Stored data:
= Beginning of Section =
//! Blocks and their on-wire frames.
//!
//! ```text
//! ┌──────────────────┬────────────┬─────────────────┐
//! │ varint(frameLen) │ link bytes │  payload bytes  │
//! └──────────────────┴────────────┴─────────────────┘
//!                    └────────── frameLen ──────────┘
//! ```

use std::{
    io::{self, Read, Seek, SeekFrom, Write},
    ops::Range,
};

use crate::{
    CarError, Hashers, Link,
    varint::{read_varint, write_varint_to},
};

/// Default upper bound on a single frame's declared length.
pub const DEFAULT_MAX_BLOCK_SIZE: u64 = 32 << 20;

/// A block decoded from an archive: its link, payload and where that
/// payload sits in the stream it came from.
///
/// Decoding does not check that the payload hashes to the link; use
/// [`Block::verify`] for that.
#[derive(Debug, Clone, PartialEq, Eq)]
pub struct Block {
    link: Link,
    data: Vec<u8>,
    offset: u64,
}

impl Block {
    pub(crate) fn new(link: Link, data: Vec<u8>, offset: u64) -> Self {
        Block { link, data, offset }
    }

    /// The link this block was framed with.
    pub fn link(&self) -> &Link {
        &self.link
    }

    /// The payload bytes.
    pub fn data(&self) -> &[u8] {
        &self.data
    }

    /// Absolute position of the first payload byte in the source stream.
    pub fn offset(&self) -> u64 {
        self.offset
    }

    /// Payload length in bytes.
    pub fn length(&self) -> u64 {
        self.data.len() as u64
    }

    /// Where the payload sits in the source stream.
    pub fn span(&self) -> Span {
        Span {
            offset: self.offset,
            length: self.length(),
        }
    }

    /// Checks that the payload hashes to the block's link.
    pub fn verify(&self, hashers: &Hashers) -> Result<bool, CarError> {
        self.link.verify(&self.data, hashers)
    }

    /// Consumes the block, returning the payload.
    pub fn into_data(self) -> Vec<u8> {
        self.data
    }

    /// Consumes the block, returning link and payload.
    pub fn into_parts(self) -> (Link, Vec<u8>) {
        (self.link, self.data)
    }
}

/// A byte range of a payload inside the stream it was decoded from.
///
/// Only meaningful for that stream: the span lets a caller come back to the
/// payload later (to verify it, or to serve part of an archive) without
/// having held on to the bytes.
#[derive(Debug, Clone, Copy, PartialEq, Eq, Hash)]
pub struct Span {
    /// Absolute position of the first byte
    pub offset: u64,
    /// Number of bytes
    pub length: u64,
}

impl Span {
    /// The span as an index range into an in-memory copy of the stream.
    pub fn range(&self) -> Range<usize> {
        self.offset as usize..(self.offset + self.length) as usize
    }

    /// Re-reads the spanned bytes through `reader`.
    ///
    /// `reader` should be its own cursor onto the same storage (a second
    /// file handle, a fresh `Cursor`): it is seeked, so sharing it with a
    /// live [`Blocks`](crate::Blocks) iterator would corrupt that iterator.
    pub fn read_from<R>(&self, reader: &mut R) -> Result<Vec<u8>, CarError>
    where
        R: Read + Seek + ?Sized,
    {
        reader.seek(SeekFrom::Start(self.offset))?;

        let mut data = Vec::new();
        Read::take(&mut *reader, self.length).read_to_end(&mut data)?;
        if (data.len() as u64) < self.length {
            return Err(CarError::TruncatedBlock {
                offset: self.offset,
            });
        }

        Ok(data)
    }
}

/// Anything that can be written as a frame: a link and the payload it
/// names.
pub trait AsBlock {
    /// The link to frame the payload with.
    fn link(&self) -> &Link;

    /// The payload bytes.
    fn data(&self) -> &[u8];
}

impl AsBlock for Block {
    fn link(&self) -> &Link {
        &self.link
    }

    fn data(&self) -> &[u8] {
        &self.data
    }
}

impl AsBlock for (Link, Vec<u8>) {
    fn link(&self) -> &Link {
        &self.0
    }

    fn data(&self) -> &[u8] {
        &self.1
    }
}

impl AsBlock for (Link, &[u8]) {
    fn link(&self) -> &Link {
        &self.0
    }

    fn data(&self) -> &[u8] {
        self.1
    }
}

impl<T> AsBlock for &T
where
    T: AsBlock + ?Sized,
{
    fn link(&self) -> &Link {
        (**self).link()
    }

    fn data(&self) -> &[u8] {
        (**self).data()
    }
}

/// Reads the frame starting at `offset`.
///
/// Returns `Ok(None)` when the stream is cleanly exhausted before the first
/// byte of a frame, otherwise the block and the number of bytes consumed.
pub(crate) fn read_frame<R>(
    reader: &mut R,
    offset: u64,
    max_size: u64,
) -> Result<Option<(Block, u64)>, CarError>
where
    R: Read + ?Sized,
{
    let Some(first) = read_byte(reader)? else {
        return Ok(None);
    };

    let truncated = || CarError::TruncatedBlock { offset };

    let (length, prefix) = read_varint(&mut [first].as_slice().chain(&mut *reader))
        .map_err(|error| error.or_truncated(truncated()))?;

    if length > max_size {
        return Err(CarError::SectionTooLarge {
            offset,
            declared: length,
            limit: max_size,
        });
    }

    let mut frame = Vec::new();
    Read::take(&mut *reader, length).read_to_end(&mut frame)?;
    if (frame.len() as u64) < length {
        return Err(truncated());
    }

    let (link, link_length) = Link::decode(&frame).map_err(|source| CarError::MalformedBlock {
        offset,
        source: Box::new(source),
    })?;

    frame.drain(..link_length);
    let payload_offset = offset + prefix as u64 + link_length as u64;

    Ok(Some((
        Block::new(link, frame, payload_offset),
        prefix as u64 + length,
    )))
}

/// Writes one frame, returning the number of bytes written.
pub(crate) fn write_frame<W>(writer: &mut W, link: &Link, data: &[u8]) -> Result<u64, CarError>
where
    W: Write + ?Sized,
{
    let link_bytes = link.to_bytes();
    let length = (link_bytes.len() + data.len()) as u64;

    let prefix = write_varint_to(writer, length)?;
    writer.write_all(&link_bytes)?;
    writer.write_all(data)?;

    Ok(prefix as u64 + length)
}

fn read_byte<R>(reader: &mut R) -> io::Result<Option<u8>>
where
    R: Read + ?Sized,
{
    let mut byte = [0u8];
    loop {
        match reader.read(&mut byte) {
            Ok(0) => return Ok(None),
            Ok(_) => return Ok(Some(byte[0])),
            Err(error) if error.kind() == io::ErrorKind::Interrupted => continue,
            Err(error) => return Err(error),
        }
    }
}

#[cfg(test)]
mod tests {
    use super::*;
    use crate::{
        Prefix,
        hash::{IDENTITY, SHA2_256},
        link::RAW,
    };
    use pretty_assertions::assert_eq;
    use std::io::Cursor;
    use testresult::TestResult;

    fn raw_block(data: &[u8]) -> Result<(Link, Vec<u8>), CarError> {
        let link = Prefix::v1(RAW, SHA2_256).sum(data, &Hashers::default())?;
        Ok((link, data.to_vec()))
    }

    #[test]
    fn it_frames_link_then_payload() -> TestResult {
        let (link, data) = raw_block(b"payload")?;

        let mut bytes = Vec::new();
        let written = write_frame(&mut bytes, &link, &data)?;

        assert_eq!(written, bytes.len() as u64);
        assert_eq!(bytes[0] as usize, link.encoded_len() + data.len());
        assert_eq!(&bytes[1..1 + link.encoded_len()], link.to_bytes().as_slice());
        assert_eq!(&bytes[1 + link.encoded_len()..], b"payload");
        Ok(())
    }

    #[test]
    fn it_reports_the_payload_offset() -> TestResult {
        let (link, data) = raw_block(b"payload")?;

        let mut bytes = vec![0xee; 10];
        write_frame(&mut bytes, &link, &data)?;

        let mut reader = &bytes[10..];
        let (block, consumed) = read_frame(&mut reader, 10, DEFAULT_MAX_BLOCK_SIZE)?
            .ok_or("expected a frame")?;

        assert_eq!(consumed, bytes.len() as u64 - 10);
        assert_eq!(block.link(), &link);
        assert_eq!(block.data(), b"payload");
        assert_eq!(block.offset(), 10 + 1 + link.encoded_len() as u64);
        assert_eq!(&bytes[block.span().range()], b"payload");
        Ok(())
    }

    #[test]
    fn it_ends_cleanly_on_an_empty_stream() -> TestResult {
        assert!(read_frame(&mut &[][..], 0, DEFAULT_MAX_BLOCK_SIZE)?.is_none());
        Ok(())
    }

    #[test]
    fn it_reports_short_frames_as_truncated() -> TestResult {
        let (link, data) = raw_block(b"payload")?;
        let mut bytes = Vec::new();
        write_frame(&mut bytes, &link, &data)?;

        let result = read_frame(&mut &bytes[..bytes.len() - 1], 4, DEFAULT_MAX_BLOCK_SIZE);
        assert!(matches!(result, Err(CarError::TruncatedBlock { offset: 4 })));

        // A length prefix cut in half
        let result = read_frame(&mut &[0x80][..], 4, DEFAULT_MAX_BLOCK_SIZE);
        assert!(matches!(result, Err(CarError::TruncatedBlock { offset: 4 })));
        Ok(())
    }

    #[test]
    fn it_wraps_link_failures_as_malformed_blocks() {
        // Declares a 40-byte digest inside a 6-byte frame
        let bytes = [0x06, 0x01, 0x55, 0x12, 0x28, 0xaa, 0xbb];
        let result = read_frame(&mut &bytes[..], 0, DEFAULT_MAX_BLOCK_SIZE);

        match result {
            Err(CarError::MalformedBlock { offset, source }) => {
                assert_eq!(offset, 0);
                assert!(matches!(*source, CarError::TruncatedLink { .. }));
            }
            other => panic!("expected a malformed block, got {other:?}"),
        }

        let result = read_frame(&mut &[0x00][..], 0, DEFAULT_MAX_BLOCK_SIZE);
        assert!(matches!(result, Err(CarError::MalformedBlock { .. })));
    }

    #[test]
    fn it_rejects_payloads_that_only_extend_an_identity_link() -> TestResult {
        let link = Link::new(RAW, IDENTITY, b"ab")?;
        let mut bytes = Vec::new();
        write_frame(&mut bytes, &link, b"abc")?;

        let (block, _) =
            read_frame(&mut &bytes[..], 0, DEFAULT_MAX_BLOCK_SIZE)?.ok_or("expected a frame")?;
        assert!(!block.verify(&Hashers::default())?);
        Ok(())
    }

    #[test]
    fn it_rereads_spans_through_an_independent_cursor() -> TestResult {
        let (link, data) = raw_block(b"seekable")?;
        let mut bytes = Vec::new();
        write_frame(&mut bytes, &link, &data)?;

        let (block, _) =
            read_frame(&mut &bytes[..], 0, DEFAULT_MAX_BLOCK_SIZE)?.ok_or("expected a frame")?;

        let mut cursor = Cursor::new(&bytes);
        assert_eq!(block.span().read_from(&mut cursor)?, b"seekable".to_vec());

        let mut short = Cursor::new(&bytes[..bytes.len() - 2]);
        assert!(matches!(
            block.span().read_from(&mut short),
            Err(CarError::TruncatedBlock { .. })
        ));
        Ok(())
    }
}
= End of Section =
WORK ORDER — Nothing should appear in the answer except the lines above from the line with "assert_eq!(written, bytes.len() as" through the line with "let mut reader = &bytes[10..];", both included, written out exactly.

SOLUTION TO THIS PROBLEM —
        assert_eq!(written, bytes.len() as u64);
        assert_eq!(bytes[0] as usize, link.encoded_len() + data.len());
        assert_eq!(&bytes[1..1 + link.encoded_len()], link.to_bytes().as_slice());
        assert_eq!(&bytes[1 + link.encoded_len()..], b"payload");
        Ok(())
    }

    #[test]
    fn it_reports_the_payload_offset() -> TestResult {
        let (link, data) = raw_block(b"payload")?;

        let mut bytes = vec![0xee; 10];
        write_frame(&mut bytes, &link, &data)?;

        let mut reader = &bytes[10..];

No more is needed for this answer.